WORK TO BE COMPLETED »
Counting only lines that contain "PathBuf", how many are there in the records below? Give the figure alone.

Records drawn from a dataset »
□ □ □

//! Tests for merge
//!
//! These tests verify:
//! - Merge keeps every live value and drops stale copies
//! - The next open installs merged files and loads the hint file
//! - Unfinished merge directories are discarded
//! - An install interrupted by a crash is resumed on the next open
//! - Writes racing with or following a merge are not lost

use std::fs;
use std::path::{Path, PathBuf};
use std::sync::Arc;
use std::thread;

use caskkv::data::{DataFile, HINT_FILE_NAME, MERGE_FINISHED_FILE_NAME};
use caskkv::merge::merge_path;
use caskkv::{CaskError, Config, Engine};
use tempfile::TempDir;

// =============================================================================
// Helper Functions
// =============================================================================

/// The merge directory is a sibling of the data directory, so the data
/// directory lives one level below the temp root.
fn setup_db_dir() -> (TempDir, PathBuf) {
    let temp_dir = TempDir::new().unwrap();
    let dir = temp_dir.path().join("db");
    (temp_dir, dir)
}

fn open_engine(dir: &Path) -> Engine {
    let config = Config::builder()
        .dir_path(dir)
        .data_file_size(512)
        .build();
    Engine::open(config).unwrap()
}

fn data_file_count(dir: &Path) -> usize {
    fs::read_dir(dir)
        .unwrap()
        .filter_map(|e| e.ok())
        .filter(|e| e.file_name().to_string_lossy().ends_with(".data"))
        .count()
}

fn key(i: usize) -> Vec<u8> {
    format!("key{:04}", i).into_bytes()
}

/// 200 keys, each overwritten once, every fourth one deleted
fn populate(engine: &Engine) {
    for i in 0..200 {
        engine.put(&key(i), b"old").unwrap();
    }
    for i in 0..200 {
        engine.put(&key(i), format!("new{}", i).as_bytes()).unwrap();
    }
    for i in (0..200).step_by(4) {
        engine.delete(&key(i)).unwrap();
    }
}

/// Boundary recorded in the merge directory's finished marker
fn merge_boundary(merge_dir: &Path) -> u32 {
    let marker = DataFile::open_merge_finished_file(merge_dir).unwrap();
    let (record, _) = marker.read_log_record(0).unwrap().unwrap();
    String::from_utf8(record.value).unwrap().parse().unwrap()
}

/// Ids of the data files in `dir`, ascending
fn data_file_ids(dir: &Path) -> Vec<u32> {
    let mut ids: Vec<u32> = fs::read_dir(dir)
        .unwrap()
        .filter_map(|e| e.ok())
        .filter_map(|e| {
            let name = e.file_name().to_string_lossy().to_string();
            name.strip_suffix(".data").map(|stem| stem.parse().unwrap())
        })
        .collect();
    ids.sort_unstable();
    ids
}

/// Populate, merge and close, leaving the merge directory uninstalled
fn merged_but_not_installed(dir: &Path) -> PathBuf {
    let engine = open_engine(dir);
    populate(&engine);
    engine.merge().unwrap();
    engine.close().unwrap();

    let merge_dir = merge_path(dir);
    assert!(merge_dir.join(MERGE_FINISHED_FILE_NAME).is_file());
    merge_dir
}

fn assert_populated(engine: &Engine) {
    assert_eq!(engine.key_count(), 150);
    for i in 0..200 {
        if i % 4 == 0 {
            assert!(matches!(engine.get(&key(i)), Err(CaskError::KeyNotFound)));
        } else {
            assert_eq!(engine.get(&key(i)).unwrap(), format!("new{}", i).into_bytes());
        }
    }
}

// =============================================================================
// Merge Tests
// =============================================================================

#[test]
fn test_merge_empty_engine() {
    let (_temp, dir) = setup_db_dir();
    let engine = open_engine(&dir);

    engine.merge().unwrap();

    assert!(!merge_path(&dir).exists());
}

#[test]
fn test_merge_preserves_live_values() {
    let (_temp, dir) = setup_db_dir();
    let engine = open_engine(&dir);
    populate(&engine);

    engine.merge().unwrap();

    // The running engine is unaffected until the next open
    assert_populated(&engine);
    let merge_dir = merge_path(&dir);
    assert!(merge_dir.join(HINT_FILE_NAME).is_file());
    assert!(merge_dir.join(MERGE_FINISHED_FILE_NAME).is_file());
}

#[test]
fn test_merge_writes_one_hint_per_live_key() {
    let (_temp, dir) = setup_db_dir();
    let engine = open_engine(&dir);
    populate(&engine);

    engine.merge().unwrap();

    let hint_file = DataFile::open_hint_file(&merge_path(&dir)).unwrap();
    let mut offset = 0;
    let mut entries = 0;
    while let Some((_, size)) = hint_file.read_log_record(offset).unwrap() {
        entries += 1;
        offset += size;
    }
    assert_eq!(entries, engine.key_count());
}

#[test]
fn test_reopen_installs_merged_files() {
    let (_temp, dir) = setup_db_dir();
    let files_before;

    {
        let engine = open_engine(&dir);
        populate(&engine);
        engine.merge().unwrap();
        engine.close().unwrap();
        files_before = data_file_count(&dir);
    }

    let engine = open_engine(&dir);

    assert!(!merge_path(&dir).exists());
    assert!(dir.join(HINT_FILE_NAME).is_file());
    assert!(dir.join(MERGE_FINISHED_FILE_NAME).is_file());
    assert!(data_file_count(&dir) < files_before);
    assert_populated(&engine);
}

#[test]
fn test_writes_after_merge_survive_reopen() {
    let (_temp, dir) = setup_db_dir();

    {
        let engine = open_engine(&dir);
        populate(&engine);
        engine.merge().unwrap();

        engine.put(&key(1), b"after-merge").unwrap();
        engine.delete(&key(2)).unwrap();
        engine.put(b"fresh", b"value").unwrap();
    }

    let engine = open_engine(&dir);
    assert_eq!(engine.get(&key(1)).unwrap(), b"after-merge".to_vec());
    assert!(matches!(engine.get(&key(2)), Err(CaskError::KeyNotFound)));
    assert_eq!(engine.get(b"fresh").unwrap(), b"value".to_vec());
    assert_eq!(engine.key_count(), 150);
}

#[test]
fn test_repeated_merges() {
    let (_temp, dir) = setup_db_dir();

    {
        let engine = open_engine(&dir);
        populate(&engine);
        engine.merge().unwrap();
    }
    {
        let engine = open_engine(&dir);
        for i in (1..200).step_by(4) {
            engine.put(&key(i), format!("new{}", i).as_bytes()).unwrap();
        }
        engine.merge().unwrap();
    }

    let engine = open_engine(&dir);
    assert_populated(&engine);
}

#[test]
fn test_unfinished_merge_is_discarded() {
    let (_temp, dir) = setup_db_dir();

    {
        let engine = open_engine(&dir);
        engine.put(b"key", b"value").unwrap();
    }

    // A merge that crashed before writing its finished marker
    let merge_dir = merge_path(&dir);
    fs::create_dir_all(&merge_dir).unwrap();
    fs::write(DataFile::file_path(&merge_dir, 0), b"partial merge output").unwrap();

    let engine = open_engine(&dir);
    assert!(!merge_dir.exists());
    assert_eq!(engine.get(b"key").unwrap(), b"value".to_vec());
}

#[test]
fn test_install_resumes_after_crash_mid_move() {
    let (_temp, dir) = setup_db_dir();
    let merge_dir = merged_but_not_installed(&dir);
    let boundary = merge_boundary(&merge_dir);
    let merged_ids = data_file_ids(&merge_dir);
    assert!(merged_ids.len() > 1);

    // Crash after the old files were dropped and the hint file plus the
    // first merged data file were moved in
    for file_id in data_file_ids(&dir) {
        if file_id < boundary {
            fs::remove_file(DataFile::file_path(&dir, file_id)).unwrap();
        }
    }
    fs::rename(merge_dir.join(HINT_FILE_NAME), dir.join(HINT_FILE_NAME)).unwrap();
    fs::rename(
        DataFile::file_path(&merge_dir, merged_ids[0]),
        DataFile::file_path(&dir, merged_ids[0]),
    )
    .unwrap();

    let engine = open_engine(&dir);
    assert!(!merge_dir.exists());
    assert!(dir.join(MERGE_FINISHED_FILE_NAME).is_file());
    for file_id in &merged_ids {
        assert!(DataFile::file_path(&dir, *file_id).is_file());
    }
    assert_populated(&engine);
}

#[test]
fn test_install_resumes_after_crash_mid_delete() {
    let (_temp, dir) = setup_db_dir();
    let merge_dir = merged_but_not_installed(&dir);

    // Crash while dropping the old files, before anything was moved
    let first_old = data_file_ids(&dir)[0];
    fs::remove_file(DataFile::file_path(&dir, first_old)).unwrap();

    let engine = open_engine(&dir);
    assert!(!merge_dir.exists());
    assert_populated(&engine);
}

#[test]
fn test_install_with_only_marker_left_behind() {
    let (_temp, dir) = setup_db_dir();
    let merge_dir = merged_but_not_installed(&dir);
    let boundary = merge_boundary(&merge_dir);

    // Crash right before the marker was moved
    for file_id in data_file_ids(&dir) {
        if file_id < boundary {
            fs::remove_file(DataFile::file_path(&dir, file_id)).unwrap();
        }
    }
    fs::rename(merge_dir.join(HINT_FILE_NAME), dir.join(HINT_FILE_NAME)).unwrap();
    for file_id in data_file_ids(&merge_dir) {
        fs::rename(
            DataFile::file_path(&merge_dir, file_id),
            DataFile::file_path(&dir, file_id),
        )
        .unwrap();
    }

    let engine = open_engine(&dir);
    assert!(!merge_dir.exists());
    assert_populated(&engine);
}

#[test]
fn test_merge_with_concurrent_writes() {
    let (_temp, dir) = setup_db_dir();

    {
        let engine = Arc::new(open_engine(&dir));
        populate(&engine);

        let writer = {
            let engine = Arc::clone(&engine);
            thread::spawn(move || {
                for i in 0..200 {
                    engine.put(&key(i), format!("racing{}", i).as_bytes()).unwrap();
                }
            })
        };

        engine.merge().unwrap();
        writer.join().unwrap();
    }

    let engine = open_engine(&dir);
    assert_eq!(engine.key_count(), 200);
    for i in 0..200 {
        assert_eq!(engine.get(&key(i)).unwrap(), format!("racing{}", i).into_bytes());
    }
}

□ □ □

OUTPUT OF THE TASK »
3